## WHAT THIS TASK INVOLVES
How many lines in the listing below hold the word "Some"? Answer with the number only.

## GIVEN DATA
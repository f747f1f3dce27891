use std::{
    fs::File,
    io::{BufReader, ErrorKind, Read, Seek, SeekFrom},
    thread,
    time::{Duration, Instant},
};

use log::{debug, info, warn};

use crate::{
    Error, Result,
    header::HeaderDescriptor,
    pacing::PacedScheduler,
    sink::{ChunkedSink, SinkOptions},
    source::FrameSource,
    storage::Store,
};

/// How the total frame count is established.
#[derive(Debug, Clone, Copy, PartialEq, Eq)]
pub enum CopyMode {
    /// Count known up front; a short read is fatal.
    Fixed { total_frames: u64 },
    /// The source is still being appended to: poll its reported count,
    /// grow the sink as it rises, and drain once it stalls.
    Live,
}

#[derive(Debug, Clone)]
pub struct PipelineOptions {
    /// Frames per scheduler range, and the axis-0 chunk extent unless
    /// `chunk_shape` overrides it.
    pub chunk_size: u64,
    /// Target emission rate in frames per second (derated 2% internally).
    pub rate: f64,
    /// Acquisition start-up delay emulated before the first range.
    pub initial_latency: Duration,
    /// Sink chunk shape; defaults to one scheduler range of whole planes.
    pub chunk_shape: Option<[u64; 3]>,
    pub fill_value: i64,
    pub skip_fill_chunks: bool,
    /// Live mode: drain after this long without source growth.
    pub max_wait: Duration,
    /// Sleep between refresh polls.
    pub poll_interval: Duration,
    /// Live mode: bounded retry while waiting for the source file.
    pub open_retries: u32,
    pub open_retry_interval: Duration,
}

impl Default for PipelineOptions {
    fn default() -> Self {
        Self {
            chunk_size: 128,
            rate: 20.0,
            initial_latency: Duration::from_secs(10),
            chunk_shape: None,
            fill_value: 0,
            skip_fill_chunks: true,
            max_wait: Duration::from_secs(5),
            poll_interval: Duration::from_millis(10),
            open_retries: 500,
            open_retry_interval: Duration::from_secs(1),
        }
    }
}

/// Terminal state of a successful run.
#[derive(Debug, Clone, PartialEq, Eq)]
pub struct CopyReport {
    pub frames_copied: u64,
    /// Final axis-0 extent of the sink.
    pub final_len: u64,
    pub elapsed: Duration,
}

/// Binds parser, scheduler and sink into one streaming copy.
///
/// Runs on a single thread; the scheduler's sleeps and the live-mode
/// refresh polls are the only suspension points. Peak buffering is one
/// chunk of frames regardless of the total frame count.
pub struct CopyPipeline<Src: FrameSource> {
    source: Src,
    mode: CopyMode,
    options: PipelineOptions,
}

impl<Src: FrameSource> CopyPipeline<Src> {
    pub fn new(source: Src, mode: CopyMode, options: PipelineOptions) -> Self {
        Self {
            source,
            mode,
            options,
        }
    }

    fn is_live(&self) -> bool {
        self.mode == CopyMode::Live
    }

    fn validate(&self) -> Result<()> {
        if self.options.rate <= 0.0 {
            return Err(Error::sink_create(format!(
                "rate must be positive, got {}",
                self.options.rate
            )));
        }
        if self.options.chunk_size == 0 {
            return Err(Error::sink_create("chunk size must be positive"));
        }
        Ok(())
    }

    /// Run the copy to completion, writing into `store`.
    pub fn run<S: Store>(mut self, store: S) -> Result<CopyReport> {
        let run_start = Instant::now();
        self.validate()?;
        let opts = self.options.clone();

        debug!("opening {}", self.source.raw_stack_path().display());
        let mut stream = BufReader::new(self.open_stream()?);

        debug!("parsing stack header");
        let header = HeaderDescriptor::parse(&mut stream)?;
        if header.shape.len() != 3 {
            return Err(Error::malformed(format!(
                "expected a 3-D stack, got shape {:?}",
                header.shape
            )));
        }
        stream.seek(SeekFrom::Start(header.header_size))?;
        let [rows, cols] = [header.shape[1], header.shape[2]];
        let plane_size = header.plane_size();
        info!(
            "stack: {:?} {} planes of {} bytes, data at offset {}",
            header.shape,
            header.element.name(),
            plane_size,
            header.header_size
        );

        let mut total = match self.mode {
            CopyMode::Fixed { total_frames } => total_frames,
            CopyMode::Live => {
                self.source.refresh()?;
                self.source.frame_count()
            }
        };
        let chunk_shape = opts
            .chunk_shape
            .unwrap_or([opts.chunk_size, rows, cols]);
        debug!("creating sink: shape ({total}, {rows}, {cols}), chunks {chunk_shape:?}");
        let mut sink = ChunkedSink::create(
            store,
            vec![total, rows, cols],
            chunk_shape.to_vec(),
            header.element,
            header.byte_order,
            opts.fill_value,
            SinkOptions {
                skip_fill_chunks: opts.skip_fill_chunks,
            },
        )?;

        // One chunk of frames, reused for every cycle.
        let mut chunk_buf = vec![0u8; opts.chunk_size as usize * plane_size];
        let mut copied: u64 = 0;
        let mut scheduler = self.scheduler(total, opts.initial_latency, 0);

        let copied = loop {
            match scheduler.next() {
                Some(range) => {
                    let nbytes = (range.end - range.start) as usize * plane_size;
                    let buf = &mut chunk_buf[..nbytes];
                    match read_full(&mut stream, buf) {
                        Ok(()) => {
                            sink.write_range(range.clone(), buf)?;
                            copied = range.end;
                            info!("copied frames [{}, {})", range.start, range.end);
                        }
                        Err(Error::TruncatedStream { expected, actual })
                            if self.is_live() =>
                        {
                            debug!(
                                "short read at frame {copied} ({actual}/{expected} bytes), \
                                 waiting for the producer"
                            );
                            stream.seek(SeekFrom::Start(
                                header.header_size + copied * plane_size as u64,
                            ))?;
                            match self.wait_for_growth(total)? {
                                Some(new_total) => {
                                    sink.grow(new_total)?;
                                    total = new_total;
                                    scheduler = self.scheduler(total, Duration::ZERO, copied);
                                }
                                None => break self.drain(&mut stream, &mut sink, copied, total, &mut chunk_buf, plane_size)?,
                            }
                        }
                        Err(e) => return Err(e),
                    }
                }
                None if self.is_live() => {
                    debug!("refreshing source at frame {copied}");
                    match self.wait_for_growth(total)? {
                        Some(new_total) => {
                            sink.grow(new_total)?;
                            total = new_total;
                            scheduler = self.scheduler(total, Duration::ZERO, copied);
                        }
                        None => break self.drain(&mut stream, &mut sink, copied, total, &mut chunk_buf, plane_size)?,
                    }
                }
                None => break copied,
            }
        };

        if let CopyMode::Fixed { total_frames } = self.mode
            && copied != total_frames
        {
            return Err(Error::FrameCountMismatch {
                expected: total_frames,
                copied,
            });
        }

        debug!("closing sink");
        sink.close()?;
        let report = CopyReport {
            frames_copied: copied,
            final_len: sink.len(),
            elapsed: run_start.elapsed(),
        };
        info!(
            "closed: {} frames copied, sink length {}, {:.1?} elapsed",
            report.frames_copied, report.final_len, report.elapsed
        );
        Ok(report)
    }

    fn scheduler(&self, total: u64, latency: Duration, first_frame: u64) -> PacedScheduler {
        PacedScheduler::new(latency, total, self.options.chunk_size, self.options.rate)
            .starting_at(first_frame)
    }

    fn open_stream(&self) -> Result<File> {
        let path = self.source.raw_stack_path();
        let mut attempt = 0u32;
        loop {
            match File::open(path) {
                Ok(f) => return Ok(f),
                Err(e) if e.kind() == ErrorKind::NotFound => {
                    if !self.is_live() || attempt + 1 >= self.options.open_retries {
                        return Err(Error::SourceNotFound {
                            path: path.to_owned(),
                        });
                    }
                    if attempt == 0 {
                        info!(
                            "raw stack {} not present yet, retrying up to {} times",
                            path.display(),
                            self.options.open_retries
                        );
                    }
                    attempt += 1;
                    thread::sleep(self.options.open_retry_interval);
                }
                Err(e) => return Err(e.into()),
            }
        }
    }

    /// Poll the source until its count rises above `current` or
    /// `max_wait` passes with no progress.
    fn wait_for_growth(&mut self, current: u64) -> Result<Option<u64>> {
        let wait_start = Instant::now();
        loop {
            self.source.refresh()?;
            let count = self.source.frame_count();
            if count > current {
                info!("source grew: {current} -> {count} frames");
                return Ok(Some(count));
            }
            if wait_start.elapsed() >= self.options.max_wait {
                info!("no source growth within {:?}, draining", self.options.max_wait);
                return Ok(None);
            }
            thread::sleep(self.options.poll_interval);
        }
    }

    /// Write whatever complete frames are still readable between the
    /// confirmed offset and the final reported count.
    fn drain<S: Store>(
        &mut self,
        stream: &mut BufReader<File>,
        sink: &mut ChunkedSink<S>,
        copied: u64,
        total: u64,
        chunk_buf: &mut [u8],
        plane_size: usize,
    ) -> Result<u64> {
        let mut copied = copied;
        while copied < total {
            let want = (total - copied).min(self.options.chunk_size);
            let buf = &mut chunk_buf[..want as usize * plane_size];
            let got_frames = match read_full(stream, buf) {
                Ok(()) => want,
                Err(Error::TruncatedStream { actual, .. }) => (actual / plane_size) as u64,
                Err(e) => return Err(e),
            };
            if got_frames == 0 {
                break;
            }
            sink.write_range(copied..copied + got_frames, &buf[..got_frames as usize * plane_size])?;
            info!("drained frames [{copied}, {})", copied + got_frames);
            copied += got_frames;
            if got_frames < want {
                break;
            }
        }
        if copied < total {
            warn!("{} reported frames never materialized", total - copied);
        }
        Ok(copied)
    }
}

fn read_full(reader: &mut impl Read, buf: &mut [u8]) -> Result<()> {
    let mut filled = 0;
    while filled < buf.len() {
        match reader.read(&mut buf[filled..]) {
            Ok(0) => {
                return Err(Error::TruncatedStream {
                    expected: buf.len(),
                    actual: filled,
                });
            }
            Ok(n) => filled += n,
            Err(e) if e.kind() == ErrorKind::Interrupted => continue,
            Err(e) => return Err(e.into()),
        }
    }
    Ok(())
}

## RESPONSE
4